Records to process:
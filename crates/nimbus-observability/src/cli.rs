// Copyright 2025 Neuraville Inc.
// SPDX-License-Identifier: Apache-2.0

//! `--debug-<crate>` flags
//!
//! `--debug-nimbus-node` raises that crate's log target to debug while the
//! rest of the workspace stays at the configured level.

use std::collections::BTreeSet;
use std::env;

use crate::KNOWN_CRATES;

/// Crates selected for debug-level logging
///
/// # Example
/// ```rust
/// use nimbus_observability::CrateDebugFlags;
///
/// let flags = CrateDebugFlags::from_args(vec!["--debug-nimbus-node".to_string()]);
/// assert!(flags.is_enabled("nimbus-node"));
/// ```
#[derive(Debug, Clone, Default, PartialEq, Eq)]
pub struct CrateDebugFlags {
    pub enabled_crates: BTreeSet<String>,
}

impl CrateDebugFlags {
    /// Collect `--debug-<crate>` and `--debug-all` from `args`; anything
    /// else is left for clap.
    pub fn from_args<I>(args: I) -> Self
    where
        I: IntoIterator<Item = String>,
    {
        let mut flags = CrateDebugFlags::default();
        for arg in args {
            if arg == "--debug-all" {
                flags.enable_all();
            } else if let Some(crate_name) = arg.strip_prefix("--debug-") {
                flags.enable(crate_name);
            }
        }
        flags
    }

    /// Enable one crate, ignoring blanks
    pub fn enable(&mut self, crate_name: &str) {
        let crate_name = crate_name.trim();
        if !crate_name.is_empty() {
            self.enabled_crates.insert(crate_name.to_string());
        }
    }

    pub fn enable_all(&mut self) {
        for crate_name in KNOWN_CRATES {
            self.enable(crate_name);
        }
    }

    pub fn is_enabled(&self, crate_name: &str) -> bool {
        self.enabled_crates.contains(crate_name)
    }

    pub fn any_enabled(&self) -> bool {
        !self.enabled_crates.is_empty()
    }

    /// DEBUG for selected crates, INFO otherwise
    pub fn log_level(&self, crate_name: &str) -> tracing::Level {
        if self.is_enabled(crate_name) {
            tracing::Level::DEBUG
        } else {
            tracing::Level::INFO
        }
    }

    /// `EnvFilter` directive string with `default_level` for everything else.
    ///
    /// Each crate gets a directive for its hyphenated log target and for its
    /// underscored module path, so both `target: "nimbus-node"` events and
    /// plain module-path events are raised.
    pub fn to_filter_string_with(&self, default_level: &str) -> String {
        let mut filters: Vec<String> = self
            .enabled_crates
            .iter()
            .flat_map(|name| {
                let module = name.replace('-', "_");
                if module == *name {
                    vec![format!("{}=debug", name)]
                } else {
                    vec![format!("{}=debug", name), format!("{}=debug", module)]
                }
            })
            .collect();
        filters.push(default_level.to_string());
        filters.join(",")
    }

    /// Same as [`CrateDebugFlags::to_filter_string_with`] with `info` as the default
    pub fn to_filter_string(&self) -> String {
        self.to_filter_string_with("info")
    }

    /// Merge a `NIMBUS_DEBUG`-style value: `all` or comma-separated names
    pub fn merge_env_value(&mut self, value: &str) {
        if value.trim() == "all" {
            self.enable_all();
        } else {
            for crate_name in value.split(',') {
                self.enable(crate_name);
            }
        }
    }
}

/// Flags from the process arguments plus `NIMBUS_DEBUG`
/// (`all`, or names such as `nimbus-node,nimbus-hal`)
pub fn parse_debug_flags() -> CrateDebugFlags {
    let mut flags = CrateDebugFlags::from_args(env::args());
    if let Ok(env_var) = env::var("NIMBUS_DEBUG") {
        flags.merge_env_value(&env_var);
    }
    flags
}

/// Text appended to `--help`
pub fn debug_flags_help() -> String {
    format!(
        r#"Per-crate debug logging:
  --debug-all                    every workspace crate at debug
  --debug-<crate>                one crate at debug (repeatable)

Crates: {}

Or via NIMBUS_DEBUG:
  NIMBUS_DEBUG=nimbus-node,nimbus-hal
  NIMBUS_DEBUG=all
"#,
        KNOWN_CRATES.join(", ")
    )
}

#[cfg(test)]
mod tests {
    use super::*;

    #[test]
    fn test_one_crate_selected() {
        let flags = CrateDebugFlags::from_args(vec!["--debug-nimbus-node".to_string()]);
        assert!(flags.is_enabled("nimbus-node"));
        assert!(!flags.is_enabled("nimbus-hal"));
    }

    #[test]
    fn test_unrelated_args_ignored() {
        let flags = CrateDebugFlags::from_args(vec![
            "nimbus-node".to_string(),
            "--cycles".to_string(),
            "3".to_string(),
        ]);
        assert!(!flags.any_enabled());
    }

    #[test]
    fn test_debug_all_selects_every_crate() {
        let flags = CrateDebugFlags::from_args(vec!["--debug-all".to_string()]);
        for crate_name in KNOWN_CRATES {
            assert!(flags.is_enabled(crate_name), "{} missing", crate_name);
        }
    }

    #[test]
    fn test_filter_covers_target_and_module_path() {
        let flags = CrateDebugFlags::from_args(vec!["--debug-nimbus-hal".to_string()]);
        assert_eq!(
            flags.to_filter_string_with("warn"),
            "nimbus-hal=debug,nimbus_hal=debug,warn"
        );
        assert_eq!(CrateDebugFlags::default().to_filter_string(), "info");
    }

    #[test]
    fn test_env_value_merge() {
        let mut flags = CrateDebugFlags::default();
        flags.merge_env_value(" nimbus-node , ,nimbus-config");
        assert!(flags.is_enabled("nimbus-node"));
        assert!(flags.is_enabled("nimbus-config"));
        assert_eq!(flags.enabled_crates.len(), 2);

        flags.merge_env_value("all");
        assert_eq!(flags.enabled_crates.len(), KNOWN_CRATES.len());
    }

    #[test]
    fn test_per_crate_level() {
        let flags = CrateDebugFlags::from_args(vec!["--debug-nimbus-node".to_string()]);
        assert_eq!(flags.log_level("nimbus-node"), tracing::Level::DEBUG);
        assert_eq!(flags.log_level("nimbus-hal"), tracing::Level::INFO);
    }
}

What you will do: Your answer should be one number: how many lines in the preceding listing hold "events".

Exercise answer: 2